ARGENTINA 0 – CAMERÚN 1: HACE 28 AÑOS, ÁFRICA DABA LA SORPRESA

Foto: www.lanacion.com.ar

Diego Maradona salió al Giuseppe Meazza de Milán haciendo jueguito con los hombros. La Albiceleste levantaba el telón del Mundial de Italia 90 con el objetivo claro de defender el título logrado cuatro años atrás en México 86. Sin embargo, aquél viernes 8 de junio, hace exactamente 28 años, fueron Los Leones Indomables quienes le dieron un baño de realidad a quien era el último campeón mundial.

Es cierto que los seleccionados de Carlos Salvador Bilardo nunca llegaron con grandes pergaminos a la Copa del Mundo pero luego terminaron realizando papeles inolvidables. En tierras aztecas Argentina besó el oro, y en Europa quedó en el umbral de la gloria tras perder la final con Alemania producto de un penal convertido por Andreas Brehme.

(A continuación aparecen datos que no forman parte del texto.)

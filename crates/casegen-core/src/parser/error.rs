use thiserror::Error;

use super::Format;
use crate::model::ValidationError;

/// Errors raised by the format parsers.
#[derive(Debug, Error)]
pub enum ParseError {
    #[error("Malformed {0} content: {1}")]
    MalformedStructured(Format, String),

    #[error("No parsable test case content found")]
    NoParsableContent,
}

/// A single record or section that could not become a test case.
///
/// Always recovered locally: the record is skipped and parsing continues.
#[derive(Debug, Error)]
pub enum MalformedInput {
    #[error("record has no recognizable test case fields")]
    Unrecognized,

    #[error("record failed validation: {0}")]
    Invalid(#[from] ValidationError),
}
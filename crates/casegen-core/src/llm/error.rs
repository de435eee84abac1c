use thiserror::Error;

/// Errors that can occur during LLM operations.
#[derive(Debug, Error)]
pub enum LLMError {
    #[error("Missing API key. Set the appropriate environment variable for your provider.")]
    MissingApiKey,

    #[error("Missing configuration: {0}")]
    MissingConfig(String),

    #[error("API returned error: {status} - {message}")]
    ApiError { status: u16, message: String },

    #[error("Failed to parse response: {0}")]
    ParseError(String),

    #[error("Rate limited. Try again later.")]
    RateLimited,

    #[error("Network error: {0}")]
    Network(String),

    #[error("Unknown provider: {0}")]
    UnknownProvider(String),
}

impl From<reqwest::Error> for LLMError {
    fn from(err: reqwest::Error) -> Self {
        LLMError::Network(err.to_string())
    }
}
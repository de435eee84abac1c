use super::{LLMError, OpenAIClient, LLM};
use crate::config::{
    LLMConfig, DEFAULT_MAX_TOKENS, DEFAULT_OLLAMA_MODEL, DEFAULT_OLLAMA_URL, DEFAULT_OPENAI_MODEL,
    DEFAULT_OPENAI_URL, DEFAULT_OPENROUTER_URL, DEFAULT_TEMPERATURE,
};

/// LLM Provider configuration.
#[derive(Debug, Clone)]
pub enum Provider {
    /// OpenAI-compatible endpoint (default, most universal)
    OpenAI {
        base_url: Option<String>,
        api_key: Option<String>,
        model: Option<String>,
    },
    /// OpenRouter, which needs its own key
    OpenRouter {
        api_key: Option<String>,
        model: Option<String>,
    },
    /// Local Ollama instance
    Ollama {
        base_url: Option<String>,
        model: String,
    },
}

impl Default for Provider {
    fn default() -> Self {
        Provider::OpenAI {
            base_url: None,
            api_key: None,
            model: None,
        }
    }
}

impl Provider {
    /// Creates a provider from LLMConfig.
    pub fn from_config(config: &LLMConfig) -> Self {
        match config.provider.as_str() {
            "ollama" => Provider::Ollama {
                base_url: config.base_url.clone(),
                model: config.model_or_default(),
            },
            "openrouter" => Provider::OpenRouter {
                api_key: config.api_key_or_env(),
                model: config.model.clone(),
            },
            _ => Provider::OpenAI {
                base_url: config.base_url.clone(),
                api_key: config.api_key_or_env(),
                model: config.model.clone(),
            },
        }
    }

    /// Builds a client with token and temperature limits taken from config.
    pub fn build_with(self, config: &LLMConfig) -> Result<Box<dyn LLM>, LLMError> {
        self.build_client(config.max_tokens, config.temperature)
    }

    /// Creates an LLM client from the provider configuration.
    pub fn build(self) -> Result<Box<dyn LLM>, LLMError> {
        self.build_client(DEFAULT_MAX_TOKENS, DEFAULT_TEMPERATURE)
    }

    fn build_client(self, max_tokens: u32, temperature: f32) -> Result<Box<dyn LLM>, LLMError> {
        let client = match self {
            Provider::OpenAI {
                base_url,
                api_key,
                model,
            } => {
                let base = base_url
                    .or_else(|| std::env::var("CASEGEN_LLM_BASE_URL").ok())
                    .or_else(|| std::env::var("OPENAI_BASE_URL").ok())
                    .unwrap_or_else(|| DEFAULT_OPENAI_URL.to_string());

                let key = api_key
                    .or_else(|| std::env::var("CASEGEN_LLM_API_KEY").ok())
                    .or_else(|| std::env::var("OPENAI_API_KEY").ok())
                    .unwrap_or_default();

                let mdl = model
                    .or_else(|| std::env::var("CASEGEN_LLM_MODEL").ok())
                    .or_else(|| std::env::var("OPENAI_MODEL").ok())
                    .unwrap_or_else(|| DEFAULT_OPENAI_MODEL.to_string());

                OpenAIClient::new(base, key, mdl)
            }

            Provider::OpenRouter { api_key, model } => {
                let key = api_key
                    .or_else(|| std::env::var("OPENROUTER_API_KEY").ok())
                    .ok_or(LLMError::MissingApiKey)?;
                let mdl = model.ok_or_else(|| {
                    LLMError::MissingConfig("llm.model is required for openrouter".to_string())
                })?;

                let client = OpenAIClient::new(DEFAULT_OPENROUTER_URL, key, mdl.clone());
                client.with_label(format!("openrouter/{mdl}"))
            }

            Provider::Ollama { base_url, model } => {
                let base = base_url
                    .or_else(|| {
                        std::env::var("OLLAMA_HOST")
                            .ok()
                            .map(|h| format!("{}/v1", h.trim_end_matches('/')))
                    })
                    .unwrap_or_else(|| DEFAULT_OLLAMA_URL.to_string());

                OpenAIClient::new(base, "", model.clone()).with_label(format!("ollama/{model}"))
            }
        };

        Ok(Box::new(
            client
                .with_max_tokens(max_tokens)
                .with_temperature(temperature),
        ))
    }

    /// Auto-detect provider from environment variables.
    ///
    /// Detection order:
    /// 1. CASEGEN_LLM_PROVIDER explicitly set
    /// 2. CASEGEN_LLM_BASE_URL or OPENAI_API_KEY set → OpenAI-compatible
    /// 3. OPENROUTER_API_KEY set → OpenRouter (model from CASEGEN_LLM_MODEL)
    /// 4. OLLAMA_HOST set → Ollama
    /// 5. Default to OpenAI-compatible (works with local servers too)
    pub fn from_env() -> Result<Box<dyn LLM>, LLMError> {
        let ollama_model = || {
            std::env::var("CASEGEN_LLM_MODEL")
                .or_else(|_| std::env::var("OLLAMA_MODEL"))
                .unwrap_or_else(|_| DEFAULT_OLLAMA_MODEL.to_string())
        };

        if let Ok(provider) = std::env::var("CASEGEN_LLM_PROVIDER") {
            return match provider.to_lowercase().as_str() {
                "openai" => Provider::default().build(),
                "openrouter" => Provider::OpenRouter {
                    api_key: None,
                    model: std::env::var("CASEGEN_LLM_MODEL").ok(),
                }
                .build(),
                "ollama" => Provider::Ollama {
                    base_url: None,
                    model: ollama_model(),
                }
                .build(),
                other => Err(LLMError::UnknownProvider(other.to_string())),
            };
        }

        if std::env::var("CASEGEN_LLM_BASE_URL").is_ok() || std::env::var("OPENAI_API_KEY").is_ok()
        {
            return Provider::default().build();
        }

        if std::env::var("OPENROUTER_API_KEY").is_ok() {
            return Provider::OpenRouter {
                api_key: None,
                model: std::env::var("CASEGEN_LLM_MODEL").ok(),
            }
            .build();
        }

        if std::env::var("OLLAMA_HOST").is_ok() {
            return Provider::Ollama {
                base_url: None,
                model: ollama_model(),
            }
            .build();
        }

        Provider::default().build()
    }
}

#[cfg(test)]
mod tests {
    use super::*;

    #[test]
    fn test_default_provider() {
        let provider = Provider::default();
        assert!(matches!(provider, Provider::OpenAI { .. }));
    }

    #[test]
    fn test_ollama_provider_build() {
        let provider = Provider::Ollama {
            base_url: Some("http://localhost:11434/v1".to_string()),
            model: "llama3".to_string(),
        };
        let llm = provider.build().unwrap();
        assert_eq!(llm.name(), "ollama/llama3");
    }

    #[test]
    fn test_openrouter_requires_model() {
        let provider = Provider::OpenRouter {
            api_key: Some("key".to_string()),
            model: None,
        };
        assert!(matches!(provider.build(), Err(LLMError::MissingConfig(_))));
    }

    #[test]
    fn test_from_config() {
        let config = LLMConfig {
            provider: "ollama".to_string(),
            model: Some("codellama".to_string()),
            ..LLMConfig::default()
        };

        let provider = Provider::from_config(&config);
        assert!(matches!(provider, Provider::Ollama { model, .. } if model == "codellama"));
    }
}
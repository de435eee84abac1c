use std::sync::atomic::{AtomicU8, Ordering};

/// Observed state of an external collaborator.
#[derive(Debug, Clone, Copy, PartialEq, Eq)]
pub enum Availability {
    Unknown,
    Available,
    Unavailable,
}

impl Availability {
    fn from_u8(value: u8) -> Self {
        match value {
            1 => Availability::Available,
            2 => Availability::Unavailable,
            _ => Availability::Unknown,
        }
    }

    fn as_u8(self) -> u8 {
        match self {
            Availability::Unknown => 0,
            Availability::Available => 1,
            Availability::Unavailable => 2,
        }
    }
}

/// One-way circuit breaker shared by every request of a process.
///
/// Starts `Unknown`; the first successful call moves it to `Available`, any
/// failure latches it to `Unavailable` for good. Reads are relaxed: a request
/// racing with the trip may still make one last call.
#[derive(Debug)]
pub struct AvailabilityFlag(AtomicU8);

impl Default for AvailabilityFlag {
    fn default() -> Self {
        Self::new()
    }
}

impl AvailabilityFlag {
    pub fn new() -> Self {
        Self::with_state(Availability::Unknown)
    }

    /// Starts in a given state, mostly for tests.
    pub fn with_state(state: Availability) -> Self {
        Self(AtomicU8::new(state.as_u8()))
    }

    pub fn get(&self) -> Availability {
        Availability::from_u8(self.0.load(Ordering::Relaxed))
    }

    /// Whether calls should still be attempted.
    pub fn is_usable(&self) -> bool {
        self.get() != Availability::Unavailable
    }

    /// Records a success. Has no effect once tripped.
    pub fn mark_available(&self) {
        let _ = self.0.compare_exchange(
            Availability::Unknown.as_u8(),
            Availability::Available.as_u8(),
            Ordering::Relaxed,
            Ordering::Relaxed,
        );
    }

    /// Trips the breaker. Returns `true` only for the call that tripped it.
    pub fn mark_unavailable(&self) -> bool {
        self.0.swap(Availability::Unavailable.as_u8(), Ordering::Relaxed)
            != Availability::Unavailable.as_u8()
    }
}
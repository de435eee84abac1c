use serde_json::Value;
use std::collections::BTreeMap;

use crate::model::DataMap;

/// A loosely typed record pulled out of a model response.
///
/// Keys are kept exactly as the model wrote them; canonicalization happens
/// in the record normalizer.
pub type RawRecord = BTreeMap<String, RawValue>;

/// The closed value set every format parser produces.
///
/// Numbers and booleans from JSON/YAML are kept as `Literal` text so they can
/// be retyped on the way out; quoted strings stay `String`. Nulls are dropped
/// during conversion.
#[derive(Debug, Clone, PartialEq)]
pub enum RawValue {
    String(String),
    Literal(String),
    List(Vec<RawValue>),
    Map(RawRecord),
}

impl RawValue {
    /// Text form of a scalar or a list of scalars (joined by newlines).
    ///
    /// Returns `None` for mappings and for values that are blank once trimmed.
    pub fn as_text(&self) -> Option<String> {
        let text = match self {
            RawValue::String(s) | RawValue::Literal(s) => s.trim().to_string(),
            RawValue::List(items) => items
                .iter()
                .filter_map(RawValue::as_text)
                .collect::<Vec<_>>()
                .join("\n"),
            RawValue::Map(_) => return None,
        };

        if text.is_empty() {
            None
        } else {
            Some(text)
        }
    }

    /// Flattens the value into a list of non-blank strings.
    ///
    /// A single string is split on commas, which is how models tend to write
    /// tag and requirement lists inline.
    pub fn as_string_list(&self) -> Vec<String> {
        match self {
            RawValue::String(s) => s
                .split(',')
                .map(str::trim)
                .filter(|s| !s.is_empty())
                .map(str::to_string)
                .collect(),
            RawValue::Literal(s) => vec![s.clone()],
            RawValue::List(items) => items.iter().filter_map(RawValue::as_text).collect(),
            RawValue::Map(_) => Vec::new(),
        }
    }

    pub fn as_map(&self) -> Option<&RawRecord> {
        match self {
            RawValue::Map(map) => Some(map),
            _ => None,
        }
    }

    /// Converts to JSON. Only literals are parsed back to numbers and booleans.
    pub fn to_json(&self) -> Value {
        match self {
            RawValue::String(s) => Value::String(s.clone()),
            RawValue::Literal(s) => scalar_to_json(s),
            RawValue::List(items) => Value::Array(items.iter().map(RawValue::to_json).collect()),
            RawValue::Map(map) => Value::Object(
                map.iter()
                    .map(|(k, v)| (k.clone(), v.to_json()))
                    .collect(),
            ),
        }
    }

    /// Converts to a data map.
    ///
    /// Text holding a JSON object (as the Markdown writer emits it) is parsed
    /// back into a map; any other non-map value is wrapped under `value`.
    pub fn to_data_map(&self) -> Option<DataMap> {
        match self {
            RawValue::Map(map) if map.is_empty() => None,
            RawValue::Map(map) => Some(
                map.iter()
                    .map(|(k, v)| (k.clone(), v.to_json()))
                    .collect(),
            ),
            RawValue::String(s) => {
                let text = s.trim();
                if text.starts_with('{') {
                    if let Ok(Value::Object(map)) = serde_json::from_str::<Value>(text) {
                        return (!map.is_empty()).then(|| map.into_iter().collect());
                    }
                }
                self.wrap_value()
            }
            _ => self.wrap_value(),
        }
    }

    fn wrap_value(&self) -> Option<DataMap> {
        let text = self.as_text()?;
        let value = match self {
            RawValue::String(_) => Value::String(text),
            RawValue::Literal(_) => scalar_to_json(&text),
            _ => self.to_json(),
        };
        Some(DataMap::from([("value".to_string(), value)]))
    }

    pub fn from_json(value: Value) -> Option<Self> {
        match value {
            Value::Null => None,
            Value::Bool(b) => Some(RawValue::Literal(b.to_string())),
            Value::Number(n) => Some(RawValue::Literal(n.to_string())),
            Value::String(s) => Some(RawValue::String(s)),
            Value::Array(items) => Some(RawValue::List(
                items.into_iter().filter_map(RawValue::from_json).collect(),
            )),
            Value::Object(map) => Some(RawValue::Map(
                map.into_iter()
                    .filter_map(|(k, v)| RawValue::from_json(v).map(|v| (k, v)))
                    .collect(),
            )),
        }
    }

    pub fn from_yaml(value: serde_yaml::Value) -> Option<Self> {
        use serde_yaml::Value as Yaml;

        match value {
            Yaml::Null => None,
            Yaml::Bool(b) => Some(RawValue::Literal(b.to_string())),
            Yaml::Number(n) => Some(RawValue::Literal(n.to_string())),
            Yaml::String(s) => Some(RawValue::String(s)),
            Yaml::Sequence(items) => Some(RawValue::List(
                items.into_iter().filter_map(RawValue::from_yaml).collect(),
            )),
            Yaml::Mapping(map) => Some(RawValue::Map(
                map.into_iter()
                    .filter_map(|(k, v)| {
                        let key = yaml_key(k)?;
                        RawValue::from_yaml(v).map(|v| (key, v))
                    })
                    .collect(),
            )),
            Yaml::Tagged(tagged) => RawValue::from_yaml(tagged.value),
        }
    }
}

impl From<&str> for RawValue {
    fn from(value: &str) -> Self {
        RawValue::String(value.to_string())
    }
}

impl From<String> for RawValue {
    fn from(value: String) -> Self {
        RawValue::String(value)
    }
}

fn yaml_key(key: serde_yaml::Value) -> Option<String> {
    use serde_yaml::Value as Yaml;

    match key {
        Yaml::String(s) => Some(s),
        Yaml::Bool(b) => Some(b.to_string()),
        Yaml::Number(n) => Some(n.to_string()),
        _ => None,
    }
}

fn scalar_to_json(text: &str) -> Value {
    if let Ok(n) = text.parse::<i64>() {
        return Value::from(n);
    }
    if let Ok(f) = text.parse::<f64>() {
        if f.is_finite() {
            return Value::from(f);
        }
    }
    match text {
        "true" => Value::Bool(true),
        "false" => Value::Bool(false),
        _ => Value::String(text.to_string()),
    }
}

La realidad indicaba que en Italia, el elenco sudamericano era ampliamente candidato a ganar en el partido inaugural. No obstante había algo que, para los cabuleros, no dejaba de hacer ruido. Y no eran los elogios que traía consigo Camerún por una racha formidable en los últimos años sino que, la única vez que los argentinos estrenaron el título fue en España 82 con una caída frente a Bélgica.

Bilardo tenía en penitencia a Claudio Caniggia y Pedro Troglio por lo cual decidió que no fuesen parte del once inicial. Enfrente había un rival con hambre de gloria que venía de ganar la Copa Africana de Naciones en 1984 disputada en Costa de Marfil y la de 1988 que se jugó en Marruecos. Pero, en los papeles, el «Doctor» tenía todo controlado porque había evaluado a los africanos con varias horas de video.

Abel Balbo tuvo un partido para el olvido y, como única punta, no pudo vencer nunca la resistencia de Thomas N´Kono que brillaba en el Espanyol de Barcelona. Maradona no encontraba a su partenaire y el DT decidió darle una amnistía al «Pájaro». En el entretiempo salió, bastante molesto, Oscar Ruggeri y entró el «Hijo del Viento» que volvió loco a los vestidos de verde. Al pibe de Henderson le pegaron por aquí, por allá, pero los goles no llegaban.

Pasado el cuarto de hora de la complementaria, el francés Michel Vautrot, expulsó a Andre Kana-Biyik. El partido iba 0 a 0 y la Albiceleste jugaba con uno más. Sin embargo no hallaba los caminos y cuando iban 21 minutos fue Francois Omam-Biyik quien ganó en las alturas ante la pasiva marca de Roberto Sensini y abrió la cuenta tras la floja respuesta de Nery Pumpido.

Bilardo explotó, metió a Gabriel Calderón, el otro delantero que tenía y sacó a «Boquita». Su rival incluso quedó con nueve hombres por una patada épica Benjamin Massing sobre Caniggia. Pero el empate jamás llegó en Milan y la clasificación a octavos empezaba a complicarse en un debut inesperado.

Camerún, que nunca había ganado en un Mundial (sólo había disputado el de España en 1982), dio la nota en el Giuseppe Meazza. Los dirigidos por Valeri Nepomnyashchi derrotaron 1 a 0 a quien estrenaba el título de campeón en Italia. Y Bilardo después de aquella sorpresa metió mano a fondo para evitar un papelón que quedó para la historia hace exactamente 28 años.